Oleh Imelda*
ADA banyak alasan mengapa bahasa Lampung layak distandarisasikan. Alasan-alasan tersebut tentunya beragam, tergantung pada siapa yang mengungkapkan. Kini saya menyatakan bahwa alasan yang paling penting pembuatan standar bahasa Lampung ialah aktualisasi identitas ke-Lampung-an. Alasan minor lainnya ialah karena bahasa Lampung digembar-gemborkan akan punah. Tentu kita semua tidak senang apabila aset budaya ini tergerus zaman.
Pada tulisan ini saya hanya ingin memfokuskan alasan yang pertama. Bagi saya alasan itu sangat penting karena lewat bahasa, kekuatan politik orang Lampung, khususnya yang berdarah asli, dibawa ke dalam sebuah arena. Keikutserataan dalam arena politis ini, secara langsung atau tidak, memberikan ruang untuk mempertahankan eksistensinya di tengah-tengah keminoritasan, dalam arti jumlah.
Tulisan kedua mengenai standarisasi bahasa ini saya buat untuk menjawab dua tanggapan yang ditulis Saudara Fachruddin (http://fachruddin54.blogspot.com/2009/05/standardisasi-bahasa-lampung.html) dan Saudara Asarpin (Lampung Post, 12 Juni 2009). Tanggapan untuk keduanya tidak akan saya tulis terpisah, tetapi saya jawab secara simultan, karena ada substansi yang tampaknya kurang lebih sama.
Pertama saya ingin meluruskan bahwa seminar yang saya ikuti adalah seminar Revitalisasi Budaya Lampung (Unila, 14 Mei 2009). Hal lain yang menurut saya terdengar minor ialah bahwa saya memberikan tudingan bahwa "Dalam pengamatan Imelda dari jauh, ada sebagian orang Lampung mementingkan subetnis dan ego" (Asarpin; Lampost). Saya kira ini keliru karena apa yang saya tarik sebagai hipotesa adalah sesuatu yang tertangkap cukup jelas.
Ada perdebatan yang hangat di sana, saat saya bertanya mengenai identitas ke-Lampung-an, khususnya mengenai bahasa apa yang akan dipilih untuk mengaktualisasikan identitas tersebut. Sayang sekali pemberi tanggapan tidak hadir saat itu. Hal lain yang tidak kalah pentingnya ialah bahwa saya tidak mengamati dari jauh, karena saya lahir dan besar di dalam komunitas ini.
Sayang sekali saudara Asarpin mengabaikan perdebatan yang menjadi inti kerumitan realitas pengajaran bahasa Lampung ini. Kalau saya boleh mengatakan, ini adalah simpul yang perlu diurai apabila pengejawantahan pengajaran bahasa Lampung mau lebih baik.
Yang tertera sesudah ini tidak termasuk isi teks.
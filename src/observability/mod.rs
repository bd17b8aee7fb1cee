//! Structured logging and metrics.
//!
//! Provides setup for observability using the `tracing` crate with:
//! - Structured logging with JSON output option
//! - Configurable log levels, overridable through `RUST_LOG`
//! - Job spans carrying document kind and role

pub mod metrics;

use tracing_subscriber::{
    filter::EnvFilter, fmt, layer::SubscriberExt, util::SubscriberInitExt, Registry,
};

pub use metrics::init_metrics;

/// Initialize tracing.
///
/// # Panics
///
/// Panics if a tracing subscriber has already been initialized in this process.
pub fn init_tracing(level: &str, json: bool) {
    let env_filter = EnvFilter::try_from_default_env().unwrap_or_else(|_| EnvFilter::new(level));

    if json {
        let json_layer = fmt::layer()
            .json()
            .with_target(true)
            .with_thread_names(true)
            .with_current_span(true);

        Registry::default().with(env_filter).with(json_layer).init();
    } else {
        let fmt_layer = fmt::layer().with_target(true).with_thread_names(true);

        Registry::default().with(env_filter).with(fmt_layer).init();
    }

    tracing::debug!("Tracing initialized: level={}, json={}", level, json);
}

/// Span helpers shared by the job runners.
pub mod spans {
    use tracing::{info_span, Span};

    use crate::kind::JobKey;

    /// Span wrapping one job run.
    #[must_use]
    pub fn job_span(key: JobKey, index: &str, run_id: &str) -> Span {
        info_span!(
            "job",
            kind = %key.kind,
            role = %key.role,
            index = %index,
            run_id = %run_id,
        )
    }
}

#[cfg(test)]
mod tests {
    use super::*;
    use crate::kind::{DocumentKind, JobKey};

    #[test]
    fn test_job_span() {
        let span = spans::job_span(JobKey::processing(DocumentKind::Word), "docs-word", "r-1");
        let _guard = span.enter();
    }
}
Hal yang paling hangat adalah ketika ada usulan agar Lampung cadang yang diangkat sebagai bahasa standar. Saya tidak ingin mengatakan hal ini keliru, tetapi pandangan orang Lampung sendiri terhadap ragam ini yang keliru. Kekeliruan tersebut terwujud dalam sindiran, hinaan, atau sebutan cadang (rusak) yang menempel.
Hadirnya ragam campuran dialek a dan o itu merupakan sebuah realitas yang normal saja, karena ketika ada dua kelompok bertemu dalam suatu lokus tentu mereka tidak dapat mengelak untuk saling berkomunikasi. Bukankah ini sesuatu yang positif? Dengan kata lain, realitas yang terejawantah dalam bahasa mereka adalah sebuah fakta yang wajar dan marilah kita mulai memberikan pandangan yang positif juga dengan sebutan yang tidak merendahkan.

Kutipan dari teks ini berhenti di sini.